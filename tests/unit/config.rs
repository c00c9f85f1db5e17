//! Unit tests for engine configuration

use spc_rollup::config::{EngineConfig, IndividualsEstimator};

#[test]
fn test_config_default() {
    let config = EngineConfig::default();
    assert_eq!(config.precision, 6);
    assert_eq!(config.min_chart_points, 2);
    assert_eq!(config.individuals_estimator, IndividualsEstimator::AverageMovingRange);
}

#[test]
fn test_with_precision_is_capped() {
    assert_eq!(EngineConfig::default().with_precision(4).precision, 4);
    assert_eq!(EngineConfig::default().with_precision(400).precision, 15);
}

#[test]
fn test_estimator_from_str() {
    assert_eq!(
        "median".parse::<IndividualsEstimator>().unwrap(),
        IndividualsEstimator::MedianMovingRange
    );
    assert!("ewma".parse::<IndividualsEstimator>().is_err());
}

// Single test so env mutations do not race each other.
#[test]
fn test_config_from_env() {
    std::env::set_var("SPC_PRECISION", "4");
    std::env::set_var("SPC_INDIVIDUALS_ESTIMATOR", "median");
    let config = EngineConfig::from_env().unwrap();
    assert_eq!(config.precision, 4);
    assert_eq!(config.individuals_estimator, IndividualsEstimator::MedianMovingRange);

    std::env::set_var("SPC_MIN_CHART_POINTS", "1");
    assert!(EngineConfig::from_env().is_err());

    std::env::remove_var("SPC_PRECISION");
    std::env::remove_var("SPC_INDIVIDUALS_ESTIMATOR");
    std::env::remove_var("SPC_MIN_CHART_POINTS");
}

Your instructions. Show all lines of the material in which the word "IndividualsEstimator" can be found.

Output for this exercise.
use spc_rollup::config::{EngineConfig, IndividualsEstimator};
    assert_eq!(config.individuals_estimator, IndividualsEstimator::AverageMovingRange);
        "median".parse::<IndividualsEstimator>().unwrap(),
        IndividualsEstimator::MedianMovingRange
    assert!("ewma".parse::<IndividualsEstimator>().is_err());
    assert_eq!(config.individuals_estimator, IndividualsEstimator::MedianMovingRange);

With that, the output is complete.